Gosse’s hypothesis is ingenius, in some ways, and yet when considered with respect to his original intentions, it fails completely.

Let us suppose that the world was created in 1857 (or in 4004 BC, or at any other date), according to this hypothesis, with an apparent age and an apparent history. Are statements about the past, made by people who do not know of this recent creation, true or false? Is it true to say that Columbus discovered America in 1492, or that there was a volcanic eruption in France sometime around 5760 BC? Or is it false, if this date was before the creation of the world?

If these statements remain true, then he has not given us any reason to think that the geologists were wrong about anything in particular. For their statements about the geological history of the world will be just as true as they would be without his hypothesis. And it will no longer even be clear what it means to say that the world was created at a certain time, since things happened, and therefore also existed, before that time in any case. In order for his hypothesis to have any clear meaning, then, it has to be false to make statements about the “prochronic” history of the world, unless those statements are qualified in exactly that way, namely as appearances and not as facts.

Given that he says that statements about times before creation are false, his hypothesis is meaningful, although not especially verifiable. But he has formulated the hypothesis for a particular purpose, namely in order to reconcile Scripture and geology. The problem with this is that Scripture does not assign any particular date to the creation of the world. It surely does not say that the world was created in 4000 BC, or in 10,000 BC, or in 100,000 BC. Rather, the implication that the earth is relatively young is derived from a literal and historical interpretation of the book of Genesis as a whole, as well as the following books of the Bible. Gosse’s hypothesis only makes sense, then, if it is intended to preserve such a historical reading of Genesis.
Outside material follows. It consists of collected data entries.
//! In-memory repository using dashmap, for tests and local development.

use std::sync::Arc;

use async_trait::async_trait;
use chrono::{DateTime, Utc};
use dashmap::DashMap;
use dashmap::mapref::entry::Entry;

use mediahub_core::error::AppError;
use mediahub_core::result::AppResult;
use mediahub_core::types::{AttachmentId, EmojiId};
use mediahub_entity::{Emoji, MediaAttachment};

use super::{AttachmentRepository, EmojiRepository, RemoteCacheStats};

/// Attachment and emoji repository held entirely in memory.
///
/// Cloning shares the underlying maps.
#[derive(Debug, Clone, Default)]
pub struct MemoryMediaRepository {
    attachments: Arc<DashMap<AttachmentId, MediaAttachment>>,
    emojis: Arc<DashMap<EmojiId, Emoji>>,
}

impl MemoryMediaRepository {
    /// Create an empty repository.
    pub fn new() -> Self {
        Self::default()
    }

    /// Number of stored attachments.
    pub fn attachment_count(&self) -> usize {
        self.attachments.len()
    }
}

#[async_trait]
impl AttachmentRepository for MemoryMediaRepository {
    async fn create(&self, attachment: &MediaAttachment) -> AppResult<()> {
        match self.attachments.entry(attachment.id) {
            Entry::Occupied(_) => Err(AppError::conflict(format!(
                "Attachment {} already exists",
                attachment.id
            ))),
            Entry::Vacant(slot) => {
                slot.insert(attachment.clone());
                Ok(())
            }
        }
    }

    async fn update(&self, attachment: &MediaAttachment) -> AppResult<()> {
        match self.attachments.get_mut(&attachment.id) {
            Some(mut existing) => {
                *existing = attachment.clone();
                Ok(())
            }
            None => Err(AppError::not_found(format!(
                "Attachment {} not found",
                attachment.id
            ))),
        }
    }

    async fn find_by_id(&self, id: AttachmentId) -> AppResult<Option<MediaAttachment>> {
        Ok(self.attachments.get(&id).map(|a| a.clone()))
    }

    async fn find_cached_remote_older_than(
        &self,
        older_than: DateTime<Utc>,
        limit: usize,
    ) -> AppResult<Vec<MediaAttachment>> {
        let mut matches: Vec<MediaAttachment> = self
            .attachments
            .iter()
            .filter(|a| a.cached && a.is_remote() && a.created_at < older_than)
            .map(|a| a.clone())
            .collect();
        matches.sort_by(|a, b| b.created_at.cmp(&a.created_at));
        matches.truncate(limit);
        Ok(matches)
    }

    async fn remote_cache_stats(&self) -> AppResult<RemoteCacheStats> {
        let mut stats = RemoteCacheStats::default();
        for attachment in self.attachments.iter().filter(|a| a.is_remote()) {
            if attachment.cached {
                stats.cached += 1;
            } else {
                stats.uncached += 1;
            }
        }
        Ok(stats)
    }
}

#[async_trait]
impl EmojiRepository for MemoryMediaRepository {
    async fn create(&self, emoji: &Emoji) -> AppResult<()> {
        let duplicate = self.emojis.iter().any(|e| {
            e.uri == emoji.uri || (e.shortcode == emoji.shortcode && e.domain == emoji.domain)
        });
        if duplicate {
            return Err(AppError::conflict(format!(
                "Emoji :{}: already exists",
                emoji.shortcode
            )));
        }
        match self.emojis.entry(emoji.id) {
            Entry::Occupied(_) => Err(AppError::conflict(format!(
                "Emoji {} already exists",
                emoji.id
            ))),
            Entry::Vacant(slot) => {
                slot.insert(emoji.clone());
                Ok(())
            }
        }
    }

    async fn update(&self, emoji: &Emoji) -> AppResult<()> {
        match self.emojis.get_mut(&emoji.id) {
            Some(mut existing) => {
                *existing = emoji.clone();
                Ok(())
            }
            None => Err(AppError::not_found(format!("Emoji {} not found", emoji.id))),
        }
    }

    async fn find_by_id(&self, id: EmojiId) -> AppResult<Option<Emoji>> {
        Ok(self.emojis.get(&id).map(|e| e.clone()))
    }

    async fn find_by_shortcode(
        &self,
        shortcode: &str,
        domain: Option<&str>,
    ) -> AppResult<Option<Emoji>> {
        Ok(self
            .emojis
            .iter()
            .find(|e| e.shortcode == shortcode && e.domain.as_deref() == domain)
            .map(|e| e.clone()))
    }
}
//! V4L2 camera backend

use std::io;
use std::time::Duration;

use tracing::{debug, info, instrument};
use v4l::buffer::Type;
use v4l::capability::Flags as CapFlags;
use v4l::io::traits::CaptureStream;
use v4l::prelude::MmapStream;
use v4l::video::Capture;
use v4l::{Device, FourCC};

use super::acquire::{CameraDevice, DeviceProbe};
use super::decode::decode_frame;
use super::frame::{PixelFormat, RawFrame};
use crate::error::CaptureError;

/// The driver poll takes the timeout as `i32` milliseconds.
const MAX_READ_TIMEOUT: Duration = Duration::from_millis(i32::MAX as u64);

/// Opens `/dev/video{index}` devices with memory-mapped streaming.
#[derive(Debug, Clone, Copy)]
pub struct V4l2Probe {
    pub buffer_count: u32,
    /// `None` lets a read block until the driver delivers a frame.
    pub read_timeout: Option<Duration>,
}

impl DeviceProbe for V4l2Probe {
    fn open(&mut self, index: u32) -> io::Result<Box<dyn CameraDevice>> {
        Ok(Box::new(V4l2Camera::open(
            index,
            self.buffer_count,
            self.read_timeout,
        )?))
    }
}

/// A V4L2 capture device. Streams at the device's native resolution.
pub struct V4l2Camera {
    index: u32,
    device: Option<Device>,
    stream: Option<MmapStream<'static>>,
    format: PixelFormat,
    width: u32,
    height: u32,
    sequence: u64,
    read_timeout: Option<Duration>,
}

impl V4l2Camera {
    /// Open the device node. A node that exists but cannot stream video is
    /// returned with `is_open() == false`.
    #[instrument]
    pub fn open(
        index: u32,
        buffer_count: u32,
        read_timeout: Option<Duration>,
    ) -> io::Result<Self> {
        let device = Device::new(index as usize)?;

        let mut camera = Self {
            index,
            device: None,
            stream: None,
            format: PixelFormat::Mjpeg,
            width: 0,
            height: 0,
            sequence: 0,
            read_timeout: read_timeout.map(|t| t.min(MAX_READ_TIMEOUT)),
        };

        match camera.start(&device, buffer_count) {
            Ok(()) => info!(
                "Streaming {:?} at {}x{}",
                camera.format, camera.width, camera.height
            ),
            Err(e) => debug!("Device cannot stream: {}", e),
        }
        camera.device = Some(device);

        Ok(camera)
    }

    fn start(&mut self, device: &Device, buffer_count: u32) -> io::Result<()> {
        let caps = device.query_caps()?;
        info!("Device: {} ({})", caps.card, caps.driver);

        if !caps.capabilities.contains(CapFlags::VIDEO_CAPTURE) {
            return Err(io::Error::new(
                io::ErrorKind::Unsupported,
                "device doesn't support video capture",
            ));
        }

        let offered: Vec<PixelFormat> = device
            .enum_formats()?
            .iter()
            .filter_map(|desc| PixelFormat::from_fourcc(&desc.fourcc.repr))
            .collect();
        let format = PixelFormat::PREFERENCE
            .into_iter()
            .find(|f| offered.contains(f))
            .ok_or_else(|| {
                io::Error::new(io::ErrorKind::Unsupported, "no supported pixel format")
            })?;

        let mut fmt = device.format()?;
        fmt.fourcc = FourCC::new(format.fourcc());
        let fmt = device.set_format(&fmt)?;

        self.format = PixelFormat::from_fourcc(&fmt.fourcc.repr).ok_or_else(|| {
            io::Error::new(io::ErrorKind::Unsupported, "driver rejected pixel format")
        })?;
        self.width = fmt.width;
        self.height = fmt.height;
        let mut stream = MmapStream::with_buffers(device, Type::VideoCapture, buffer_count)?;
        if let Some(timeout) = self.read_timeout {
            stream.set_timeout(timeout);
        }
        self.stream = Some(stream);

        Ok(())
    }
}

impl CameraDevice for V4l2Camera {
    fn is_open(&self) -> bool {
        self.device.is_some() && self.stream.is_some()
    }

    fn read(&mut self) -> Result<RawFrame, CaptureError> {
        let stream = self.stream.as_mut().ok_or(CaptureError::Disconnected)?;

        let read_timeout = self.read_timeout;
        let (buf, meta) = stream.next().map_err(|e| match read_timeout {
            _ if e.raw_os_error() == Some(libc::ENODEV) => CaptureError::Disconnected,
            Some(timeout) if e.kind() == io::ErrorKind::TimedOut => CaptureError::Timeout(timeout),
            _ => CaptureError::Read(e),
        })?;

        let used = (meta.bytesused as usize).min(buf.len());
        let image = decode_frame(&buf[..used], self.format, self.width, self.height)?;

        self.sequence += 1;
        Ok(RawFrame::from_image(image, self.sequence))
    }

    fn release(&mut self) {
        // Dropping the stream turns streaming off before the fd closes.
        self.stream = None;
        if self.device.take().is_some() {
            debug!(index = self.index, "V4L2 device closed");
        }
    }
}

impl std::fmt::Debug for V4l2Camera {
    fn fmt(&self, f: &mut std::fmt::Formatter<'_>) -> std::fmt::Result {
        f.debug_struct("V4l2Camera")
            .field("index", &self.index)
            .field("format", &self.format)
            .field("width", &self.width)
            .field("height", &self.height)
            .finish()
    }
}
The problem should be obvious. The apparent conflict between geology and Genesis is not a conflict about dating. The conflict consists in the fact that the particular history laid out by the book of Genesis does not appear to be consistent with the particular history laid out by geology. And Gosse’s hypothesis does not change this fact. Thus, for example, not only are rock strata inconsistent with being caused by a global flood, but the data of geology are inconsistent with a global flood happening at all, at any time during human history. This means that even if Gosse’s hypothesis is true, there was a global flood neither during the prochronic history nor during the diachronic history. And this means that the conflict with the literal reading of Genesis remains unchanged.